Les Vieilles Barques

Elles gisent sur un lit de sable ou de vase séchée
et pour tout baptême portent des noms à ce jour disparus.
A l'abri, sur leurs corps immobiles, les oiseaux sont perchés,
caquetant sur l'injuste partage des derniers poissons crus.
Leur étrave rouillée ne prendra plus la mer
et de leur plancher fendu s'insinue la verte salicorne,
les scellant au sol de toute éternité.

Le regret est amer, quand le flot descendant ne les a emmenés,
ne laissant à l'intérieur de leurs pauvres carcasses
que des flaques stagnantes retenant prisonniers des crabes téméraires…

Elles franchirent les passes pour mener à bon port
de leur ventre gravide des fardeaux importants
et sauvèrent des vies, quant aux plus fortes syzygies,
les imprudents prenaient la mer.

Vous vivez aujourd'hui le reste de votre âge
à vous fondre peu à peu au gré des éléments
qui ne vous portent plus sur le jusant rageur…

Vous ne méritez pas de finir oubliées dans l'âtre d'un foyer
ou couvertes d'immondices, mais dans un musée,
ou chacun vous devrait le respect pour les services,
par vous rendus en toute humilité.

 

Hommages...

Honneurs à vous, vieilles barques,
tilloles légères
chaloupes non pontées
et pinasses d'un autre âge dont
les courbes parfaites nous font imaginer que
par dame nature vous fûtes enfantées.

Honneurs à vous, hardis marins,
qui franchissiez La "barre"
de vos bateaux légers,
sachant que sous les lames vous risquiez le trépas.
Combien ont disparu, sous les coups de boutoir
d'un océan sauvage qui ne se souciait guère des bouches orphelines.

Honneurs à vous, veuves des mers,
que la douleur égare,
mais dont tous les enfants
ont le désir de vivre.
Honneur à tous, car de vos sacrifices, il n'y eut point de plages
que nous n'eussions aimé.

 

Andernos

Des ribambelles de bambins trottent à l'infini sur ton ventre de sable
pour tenir à deux mains une onde insaisissable.
Leurs cris de joie sont des grâces qu'il nous faut apprécier,
car l'innocence appelle la beauté.

Un vent de Sud m'enveloppe de sa moite tiédeur
et je ne me lasse guère, les yeux au ras de l'eau,
d'admirer la danse sinueuse des villages brumeux ceinturant le Bassin.

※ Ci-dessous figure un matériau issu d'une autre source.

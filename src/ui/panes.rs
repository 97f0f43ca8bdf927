//! Stateless render functions for each visible pane

use crate::calc::engine::Calculator;
use crate::history::EventFrame;
use crate::ui::theme::DEFAULT_THEME;
use ratatui::{
    layout::{Alignment, Rect},
    style::{Color, Modifier, Style},
    text::{Line, Span},
    widgets::{Block, Borders, Paragraph},
    Frame,
};

/// Render the calculator display: memory indicators, the upper operand line,
/// and the operator/lower line.
pub fn render_display_pane(frame: &mut Frame, area: Rect, calc: &Calculator) {
    let block = Block::default()
        .title(" display ")
        .borders(Borders::ALL)
        .border_style(Style::default().fg(DEFAULT_THEME.border_focused));

    let indicator_style = Style::default().fg(DEFAULT_THEME.comment);
    let occupied_style = Style::default().fg(DEFAULT_THEME.success);
    let memory_line = Line::from(vec![
        Span::styled(
            if calc.memory1_occupied() { "◉ " } else { "◯ " },
            if calc.memory1_occupied() {
                occupied_style
            } else {
                indicator_style
            },
        ),
        Span::styled(
            calc.memory1_text().unwrap_or(""),
            Style::default().fg(DEFAULT_THEME.comment),
        ),
        Span::raw("   "),
        Span::styled(
            if calc.memory2_occupied() { "◉ " } else { "◯ " },
            if calc.memory2_occupied() {
                occupied_style
            } else {
                indicator_style
            },
        ),
        Span::styled(
            calc.memory2_text().unwrap_or(""),
            Style::default().fg(DEFAULT_THEME.comment),
        ),
    ]);

    let value_style = if calc.has_error() {
        Style::default()
            .fg(DEFAULT_THEME.error)
            .add_modifier(Modifier::BOLD)
    } else {
        Style::default().fg(DEFAULT_THEME.number)
    };

    let width = block.inner(area).width as usize;
    let upper = calc.upper_text();
    let upper_line = Line::from(Span::styled(
        format!("{:>width$}", upper, width = width.saturating_sub(1)),
        value_style,
    ));

    let lower = format!("{} {}", calc.operator_token(), calc.lower_text());
    let lower_line = Line::from(vec![Span::styled(
        format!("{:>width$}", lower, width = width.saturating_sub(1)),
        Style::default().fg(DEFAULT_THEME.fg),
    )]);

    let paragraph = Paragraph::new(vec![memory_line, Line::default(), upper_line, lower_line])
        .block(block)
        .style(Style::default().bg(DEFAULT_THEME.bg));
    frame.render_widget(paragraph, area);
}

/// Render the keypad legend mapping keys to operations.
pub fn render_keypad_pane(frame: &mut Frame, area: Rect) {
    let block = Block::default()
        .title(" keys ")
        .borders(Borders::ALL)
        .border_style(Style::default().fg(DEFAULT_THEME.border_normal));

    let key_style = Style::default().fg(DEFAULT_THEME.primary);
    let desc_style = Style::default().fg(DEFAULT_THEME.fg);
    let legend = [
        ("0-9 .", "digits"),
        ("+ - * /", "add sub mul div"),
        ("^ l m", "power log mod"),
        ("r ! i", "sqrt factorial 1/x"),
        ("M W", "memory store/recall"),
        ("e s", "exponent, sign"),
        ("enter", "equals"),
        ("del", "clear"),
        ("bksp", "undo"),
        ("esc", "quit"),
    ];
    let lines: Vec<Line> = legend
        .iter()
        .map(|(keys, desc)| {
            Line::from(vec![
                Span::styled(format!(" {:<8}", keys), key_style),
                Span::styled(*desc, desc_style),
            ])
        })
        .collect();

    let paragraph = Paragraph::new(lines)
        .block(block)
        .style(Style::default().bg(DEFAULT_THEME.bg));
    frame.render_widget(paragraph, area);
}

/// Render the event log: one line per frame, baseline then event codes,
/// newest at the bottom.
pub fn render_history_pane(frame: &mut Frame, area: Rect, frames: &[EventFrame]) {
    let block = Block::default()
        .title(" history ")
        .borders(Borders::ALL)
        .border_style(Style::default().fg(DEFAULT_THEME.border_normal));

    let visible = block.inner(area).height as usize;
    let skip = frames.len().saturating_sub(visible);
    let lines: Vec<Line> = frames
        .iter()
        .skip(skip)
        .map(|f| {
            let baseline = if f.baseline.is_empty() {
                "·"
            } else {
                f.baseline.as_str()
            };
            Line::from(vec![
                Span::styled(
                    format!("{} ", baseline),
                    Style::default().fg(DEFAULT_THEME.secondary),
                ),
                Span::styled("⊢ ", Style::default().fg(DEFAULT_THEME.comment)),
                Span::styled(f.events.clone(), Style::default().fg(DEFAULT_THEME.fg)),
            ])
        })
        .collect();

    let paragraph = Paragraph::new(lines)
        .block(block)
        .style(Style::default().bg(DEFAULT_THEME.bg));
    frame.render_widget(paragraph, area);
}

/// Render the status bar at the bottom.
pub fn render_status_bar(frame: &mut Frame, area: Rect, message: &str, frame_count: usize) {
    let left = vec![
        Span::styled(
            format!(" frame {} ", frame_count),
            Style::default()
                .bg(DEFAULT_THEME.primary)
                .fg(Color::Black)
                .add_modifier(Modifier::BOLD),
        ),
        Span::styled(
            format!(" {} ", message),
            Style::default()
                .bg(DEFAULT_THEME.current_line_bg)
                .fg(DEFAULT_THEME.fg),
        ),
    ];
    let paragraph = Paragraph::new(Line::from(left))
        .style(Style::default().bg(DEFAULT_THEME.current_line_bg))
        .alignment(Alignment::Left);
    frame.render_widget(paragraph, area);
}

Une pinasse élancée remonte le jusant de sa toux régulière.
Un chaland de nos pères dérive lentement autour d'un pieu rongé…
Hommes et femmes d'huîtres, à la marée liés,
de vieux bateaux par derrière vous portent encore leurs ultimes fardeaux.

Je n'imagine pas, quand dans vos officines
je vous viens acheter les fruits de l'océan,
combien il vous fallut de temps de fatigue et de peine,
pour ce que sans y penser j'avale en un instant.

Les benèzes ne coiffent plus le chef des vaillantes parqueuses
et la serge éclatante ne ceint plus le corps des pêcheurs de jadis.

Mais le montant lassé de ses vieilles conquêtes, se retire déjà,
découvrant les esteys, en livrant aux regards les concessions d'antan
où les piquets tordus, comme des centenaires,
balisent jusqu'à demain les éboulis des parcs désaffectés.

Un chien de mer, ivre de vent salé, course les hirondelles.
En vain… La bête de rage aboie contre le ciel.
Dans les derniers bassins, où les huîtres se baignent,
des mules prisonniers attendent jusqu'au soir le flot libérateur
et dans le grand chenal,
enchâssé dans la vase, quelques bateaux légers
glissent en silence vers des ports étrangers.

Alors, sortant de l'onde, chevelure peignée par le flux et le reflux,
apparaît le varech dans sa verte livrée.
Quant à la vieille source, elle coule sereine en dépit des années
et même si parfois son débit est un filet menu,
elle chuchote encore pour ne pas se tarir.
Elle verse à deux pas le reste de son age dans un ruisseau rouillé qui l'emmène à la mer.

Les benèzes ne coiffent plus le chef des vaillantes parqueuses
et la serge éclatante ne ceint plus le corps des pêcheurs de jadis.
Andernos, ne change pas trop vite,
nos âmes tourmentées ont besoin de ta paix.